La América de origen español y portugués, nos guste o no nos guste, es el continente de la fijación en el pasado, de la parálisis histórica. Nuestras guerras del siglo XIX siguen vigentes. Y la guerra fría del siglo XX, que ha terminado en todas partes, todavía no termina entre nosotros. De ahí que el "socialismo real", que fracasó en forma estrepitosa en Rusia, en Europa del Este, en Albania, y al que los chinos le han dado una vuelta inesperada, astuta, de tradición oriental, sigue presente, en calidad de alternativa posible, entre nosotros. En Chile hemos cantado victoria debido al apoyo que tuvo el secretario general Insulza en la última reunión del consejo de la OEA. Yo no sería tan optimista. No tenía nada de especial que los Estados Unidos, Honduras o Guatemala apoyaran a Insulza en su entredicho con el presidente venezolano. El único apoyo interesante, digno de ser destacado, altamente sintomático, fue el del embajador del Brasil. Pero también tenemos que destacar algunos silencios no tan positivos: entre ellos, los de Argentina, Uruguay, Perú y Bolivia. Es decir, el vecindario, el conjunto del Cono Sur, sigue siendo difícil para Chile. La mentalidad del siglo XIX, con sus conflictos territoriales, sigue penando. Basta un exabrupto de Hugo Chávez para que la falta de integración real quede en evidencia.

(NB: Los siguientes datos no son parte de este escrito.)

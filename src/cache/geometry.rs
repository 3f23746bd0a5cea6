use thiserror::Error;

pub const MAX_CACHE_SIZE: u32 = 2 << 20; // 2 MiB
pub const MAX_BLOCK_SIZE: u32 = 1024;

#[derive(Debug, Error, Clone, PartialEq, Eq)]
pub enum ConfigError {
    #[error("cache size, associativity and block size must all be positive (got size={size}, ways={ways}, block={block})")]
    Zero { size: u32, ways: u32, block: u32 },
    #[error("cache size {0} bytes exceeds the maximum of 2 MiB")]
    CacheTooLarge(u64),
    #[error("block size {0} bytes exceeds the maximum of 1024 bytes")]
    BlockTooLarge(u32),
    #[error("block size {0} is not a power of two")]
    BlockNotPowerOfTwo(u32),
    #[error("cache of {size} bytes cannot hold a single set of {ways} x {block}-byte blocks")]
    NoSets { size: u32, ways: u32, block: u32 },
    #[error("set count {0} is not a power of two")]
    SetsNotPowerOfTwo(u32),
}

/// Set index of `address`: `(address / block_size) mod sets`.
/// `sets` must be a power of two.
#[inline]
pub fn get_set_index(address: u32, sets: u32, block_size: u32) -> u32 {
    (address / block_size) & (sets - 1)
}

/// Tag of `address`, i.e. everything above the offset and index bits.
/// `sets` and `block_size` must be powers of two.
#[inline]
pub fn get_tag(address: u32, sets: u32, block_size: u32) -> u32 {
    let offset_bits = block_size.trailing_zeros();
    let index_bits = sets.trailing_zeros();
    address >> (offset_bits + index_bits)
}

/// Validated cache shape. Construction is the only place the power-of-two
/// requirements are checked; decoding relies on them afterwards.
#[derive(Debug, Clone, Copy, PartialEq, Eq)]
pub struct CacheGeometry {
    size: u32,
    ways: u32,
    block_size: u32,
    sets: u32,
}

#[derive(Debug, Clone, Copy, PartialEq, Eq)]
pub struct DecodedAddr {
    pub tag: u32,
    pub set_index: u32,
    pub offset: u32,
}

impl CacheGeometry {
    pub fn new(size: u32, ways: u32, block_size: u32) -> Result<Self, ConfigError> {
        if size == 0 || ways == 0 || block_size == 0 {
            return Err(ConfigError::Zero {
                size,
                ways,
                block: block_size,
            });
        }
        if size > MAX_CACHE_SIZE {
            return Err(ConfigError::CacheTooLarge(size as u64));
        }
        if block_size > MAX_BLOCK_SIZE {
            return Err(ConfigError::BlockTooLarge(block_size));
        }
        if !block_size.is_power_of_two() {
            return Err(ConfigError::BlockNotPowerOfTwo(block_size));
        }

        let set_bytes = ways as u64 * block_size as u64;
        let sets = size as u64 / set_bytes;
        if sets == 0 {
            return Err(ConfigError::NoSets {
                size,
                ways,
                block: block_size,
            });
        }
        // sets <= size <= MAX_CACHE_SIZE, so this cannot truncate
        let sets = sets as u32;
        if !sets.is_power_of_two() {
            return Err(ConfigError::SetsNotPowerOfTwo(sets));
        }

        Ok(Self {
            size,
            ways,
            block_size,
            sets,
        })
    }

    pub fn size(&self) -> u32 {
        self.size
    }

    pub fn ways(&self) -> u32 {
        self.ways
    }

    pub fn block_size(&self) -> u32 {
        self.block_size
    }

    pub fn sets(&self) -> u32 {
        self.sets
    }

    pub fn offset_bits(&self) -> u32 {
        self.block_size.trailing_zeros()
    }

    pub fn index_bits(&self) -> u32 {
        self.sets.trailing_zeros()
    }

    pub fn set_index(&self, address: u32) -> u32 {
        get_set_index(address, self.sets, self.block_size)
    }

    pub fn tag(&self, address: u32) -> u32 {
        get_tag(address, self.sets, self.block_size)
    }

    pub fn decompose(&self, address: u32) -> DecodedAddr {
        DecodedAddr {
            tag: self.tag(address),
            set_index: self.set_index(address),
            offset: address & (self.block_size - 1),
        }
    }

    pub fn recompose(&self, decoded: DecodedAddr) -> u32 {
        let off = self.offset_bits();
        // off + idx <= 31 for every valid geometry
        (decoded.tag << (off + self.index_bits())) | (decoded.set_index << off) | decoded.offset
    }
}
use std::path::PathBuf;
use std::str::FromStr;

use log::warn;
use serde::de::DeserializeOwned;
use serde::Deserialize;
use toml::Value;

use crate::cache::{CacheGeometry, ConfigError};

#[derive(Debug, Deserialize, Clone, Copy, PartialEq, Eq, Default)]
#[serde(rename_all = "snake_case")]
pub enum OutputFormat {
    #[default]
    Text,
    Json,
}

impl FromStr for OutputFormat {
    type Err = String;

    fn from_str(value: &str) -> Result<Self, Self::Err> {
        match value {
            "text" => Ok(Self::Text),
            "json" => Ok(Self::Json),
            _ => Err(format!(
                "unsupported output format '{}', expected one of: text, json",
                value
            )),
        }
    }
}

pub trait Config: DeserializeOwned + Default {
    fn from_section(section: Option<&Value>) -> Result<Self, toml::de::Error> {
        match section {
            Some(value) => value.clone().try_into(),
            None => {
                warn!("config section not found, using defaults");
                Ok(Self::default())
            }
        }
    }
}

#[derive(Debug, Deserialize, Clone)]
#[serde(default)]
pub struct SimConfig {
    pub trace: PathBuf,
    pub log_level: u64,
    pub format: OutputFormat,
    pub summary: bool,
    pub stats_json: Option<PathBuf>,
}

impl Config for SimConfig {}

impl Default for SimConfig {
    fn default() -> Self {
        Self {
            trace: PathBuf::new(),
            log_level: 0,
            format: OutputFormat::Text,
            summary: false,
            stats_json: None,
        }
    }
}

#[derive(Debug, Deserialize, Clone, Copy, PartialEq, Eq)]
#[serde(default)]
pub struct CacheConfig {
    pub size_bytes: u32,
    pub ways: u32,
    pub block_bytes: u32,
}

impl Config for CacheConfig {}

impl Default for CacheConfig {
    fn default() -> Self {
        Self {
            size_bytes: 32 << 10, // 32 KiB
            ways: 4,
            block_bytes: 64,
        }
    }
}

impl CacheConfig {
    /// Validate into a geometry; the only way a simulator can be built.
    pub fn geometry(&self) -> Result<CacheGeometry, ConfigError> {
        CacheGeometry::new(self.size_bytes, self.ways, self.block_bytes)
    }
}
use smallvec::SmallVec;
use thiserror::Error;

/// Owned read result; accesses are at most 8 bytes so this never spills to the heap.
pub type MemBytes = SmallVec<[u8; 8]>;

#[derive(Debug, Error, Clone, Copy, PartialEq, Eq)]
pub enum MemError {
    #[error("memory access of size {size} @ {addr:#08x} is out of bounds (span {span:#x})")]
    OutOfBounds { addr: u32, size: usize, span: usize },
}

/// Trait for simulated memories backing the cache.
pub trait HasMemory {
    /// Number of addressable bytes.
    fn span(&self) -> usize;

    fn read_impl(&self, addr: usize, n: usize) -> &[u8];
    fn write_impl(&mut self, addr: usize, data: &[u8]);

    fn check_bounds(&self, addr: u32, n: usize) -> Result<usize, MemError> {
        let start = addr as usize;
        match start.checked_add(n) {
            Some(end) if end <= self.span() => Ok(start),
            _ => Err(MemError::OutOfBounds {
                addr,
                size: n,
                span: self.span(),
            }),
        }
    }

    fn read(&self, addr: u32, n: usize) -> Result<MemBytes, MemError> {
        let start = self.check_bounds(addr, n)?;
        Ok(SmallVec::from_slice(self.read_impl(start, n)))
    }

    fn write(&mut self, addr: u32, data: &[u8]) -> Result<(), MemError> {
        let start = self.check_bounds(addr, data.len())?;
        self.write_impl(start, data);
        Ok(())
    }
}
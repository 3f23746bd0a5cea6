//! Access records and the line-oriented trace reader that produces them.
//!
//! Trace lines look like
//!
//! ```text
//! load  0x1f40 4
//! store 0x1f40 4 deadbeef
//! ```
//!
//! Store values are hex digits giving the bytes in memory order. Blank lines
//! and `#` comments are ignored; malformed lines are skipped with a warning.

use std::fmt::{Display, Formatter};
use std::io::BufRead;

use log::{debug, warn};
use phf::phf_map;
use serde::Serialize;
use smallvec::SmallVec;
use thiserror::Error;

/// Widest single access, in bytes.
pub const MAX_ACCESS_SIZE: usize = 8;

#[derive(Debug, Clone, Copy, PartialEq, Eq, Serialize)]
#[serde(rename_all = "snake_case")]
pub enum AccessKind {
    Load,
    Store,
}

static ACCESS_KINDS: phf::Map<&'static str, AccessKind> = phf_map! {
    "load" => AccessKind::Load,
    "store" => AccessKind::Store,
};

impl Display for AccessKind {
    fn fmt(&self, f: &mut Formatter<'_>) -> std::fmt::Result {
        match self {
            AccessKind::Load => write!(f, "load"),
            AccessKind::Store => write!(f, "store"),
        }
    }
}

#[derive(Debug, Clone, PartialEq, Eq)]
pub enum AccessRecord {
    Load { addr: u32, size: u8 },
    Store { addr: u32, data: SmallVec<[u8; MAX_ACCESS_SIZE]> },
}

impl AccessRecord {
    pub fn load(addr: u32, size: u8) -> Self {
        debug_assert!((1..=MAX_ACCESS_SIZE).contains(&(size as usize)));
        AccessRecord::Load { addr, size }
    }

    pub fn store(addr: u32, data: &[u8]) -> Self {
        debug_assert!((1..=MAX_ACCESS_SIZE).contains(&data.len()));
        AccessRecord::Store {
            addr,
            data: SmallVec::from_slice(data),
        }
    }

    pub fn kind(&self) -> AccessKind {
        match self {
            AccessRecord::Load { .. } => AccessKind::Load,
            AccessRecord::Store { .. } => AccessKind::Store,
        }
    }

    pub fn addr(&self) -> u32 {
        match self {
            AccessRecord::Load { addr, .. } | AccessRecord::Store { addr, .. } => *addr,
        }
    }

    pub fn size(&self) -> usize {
        match self {
            AccessRecord::Load { size, .. } => *size as usize,
            AccessRecord::Store { data, .. } => data.len(),
        }
    }
}

#[derive(Debug, Error, PartialEq, Eq)]
pub enum ParseError {
    #[error("unknown operation '{0}'")]
    UnknownOp(String),
    #[error("expected {expected} fields, found {found}")]
    FieldCount { expected: usize, found: usize },
    #[error("invalid address '{0}'")]
    BadAddress(String),
    #[error("invalid access size '{0}', expected 1..=8")]
    BadSize(String),
    #[error("invalid store value '{value}' for a {size}-byte store")]
    BadValue { value: String, size: usize },
}

#[derive(Debug, Error)]
pub enum TraceError {
    #[error("line {line}: {source}")]
    Malformed {
        line: usize,
        #[source]
        source: ParseError,
    },
    #[error("failed to read trace")]
    Io(#[from] std::io::Error),
}

fn strip_hex_prefix(s: &str) -> &str {
    s.strip_prefix("0x")
        .or_else(|| s.strip_prefix("0X"))
        .unwrap_or(s)
}

fn parse_addr(field: &str) -> Result<u32, ParseError> {
    let digits = strip_hex_prefix(field);
    if !digits.bytes().all(|b| b.is_ascii_hexdigit()) {
        return Err(ParseError::BadAddress(field.to_string()));
    }
    u32::from_str_radix(digits, 16).map_err(|_| ParseError::BadAddress(field.to_string()))
}

fn parse_size(field: &str) -> Result<u8, ParseError> {
    match field.parse::<u8>() {
        Ok(size) if (1..=MAX_ACCESS_SIZE as u8).contains(&size) => Ok(size),
        _ => Err(ParseError::BadSize(field.to_string())),
    }
}

fn parse_value(field: &str, size: usize) -> Result<SmallVec<[u8; MAX_ACCESS_SIZE]>, ParseError> {
    let bad = || ParseError::BadValue {
        value: field.to_string(),
        size,
    };
    let digits = strip_hex_prefix(field);
    if digits.len() != size * 2 || !digits.bytes().all(|b| b.is_ascii_hexdigit()) {
        return Err(bad());
    }
    (0..size)
        .map(|i| u8::from_str_radix(&digits[2 * i..2 * i + 2], 16).map_err(|_| bad()))
        .collect()
}

/// Parse one non-empty, non-comment trace line.
pub fn parse_line(line: &str) -> Result<AccessRecord, ParseError> {
    let fields: Vec<&str> = line.split_whitespace().collect();
    let op = fields.first().copied().unwrap_or_default();
    let kind = *ACCESS_KINDS
        .get(op)
        .ok_or_else(|| ParseError::UnknownOp(op.to_string()))?;

    let expected = match kind {
        AccessKind::Load => 3,
        AccessKind::Store => 4,
    };
    if fields.len() != expected {
        return Err(ParseError::FieldCount {
            expected,
            found: fields.len(),
        });
    }

    let addr = parse_addr(fields[1])?;
    let size = parse_size(fields[2])?;
    Ok(match kind {
        AccessKind::Load => AccessRecord::Load { addr, size },
        AccessKind::Store => AccessRecord::Store {
            addr,
            data: parse_value(fields[3], size as usize)?,
        },
    })
}

/// Iterator of well-formed access records over a trace. Malformed lines are
/// logged and skipped; read failures are yielded as errors.
pub struct TraceReader<R> {
    reader: R,
    buf: String,
    line_no: usize,
    skipped: usize,
}

impl<R: BufRead> TraceReader<R> {
    pub fn new(reader: R) -> Self {
        Self {
            reader,
            buf: String::new(),
            line_no: 0,
            skipped: 0,
        }
    }

    /// Number of malformed lines skipped so far.
    pub fn skipped(&self) -> usize {
        self.skipped
    }
}

impl<R: BufRead> Iterator for TraceReader<R> {
    type Item = Result<AccessRecord, TraceError>;

    fn next(&mut self) -> Option<Self::Item> {
        loop {
            self.buf.clear();
            match self.reader.read_line(&mut self.buf) {
                Ok(0) => return None,
                Ok(_) => {}
                Err(err) => return Some(Err(err.into())),
            }
            self.line_no += 1;

            let line = self.buf.trim();
            if line.is_empty() || line.starts_with('#') {
                continue;
            }
            match parse_line(line) {
                Ok(record) => {
                    debug!("trace line {}: {:?}", self.line_no, record);
                    return Some(Ok(record));
                }
                Err(source) => {
                    self.skipped += 1;
                    let err = TraceError::Malformed {
                        line: self.line_no,
                        source,
                    };
                    warn!("skipping trace {}", err);
                }
            }
        }
    }
}
pub mod mem;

En consecuencia, seguimos en el siglo pasado, el de la guerra fría, cuando no seguimos en el siglo XIX, el de las guerras nacionales y de territorio. El tema de la mirada fija al pasado, de las estatuas de sal, es un tema siempre de hoy entre nosotros. Por eso estamos rodeados de partidarios del socialismo real, de las estatizaciones, del control del pensamiento, aun cuando nadie confiese esto último de un modo abierto. En el parlamento chileno se llegó a decir que nadie puede criticar el cierre de un canal de televisión en Caracas porque el contexto venezolano es otro. Me pregunto cuál es el contexto que justifica un atentado tan flagrante contra la prensa independiente: ¿que el canal en cuestión representa el criterio de las empresas privadas, el del imperialismo norteamericano? Fidel Castro, en su lecho de enfermo, debe de sobarse las manos. Por mi parte, veo una división nueva, destinada a durar en la guerra fría latinoamericana: los socialismos reales, confiscatorios, retóricos, censores y militarizados, enfrentados a una social democracia que a veces no se atreve a decir su nombre, pero que aspira, eso sí, a construir sociedades modernas, abiertas. Es una lucha de fondo, y ninguno de nosotros podría tener la menor certeza sobre los resultados.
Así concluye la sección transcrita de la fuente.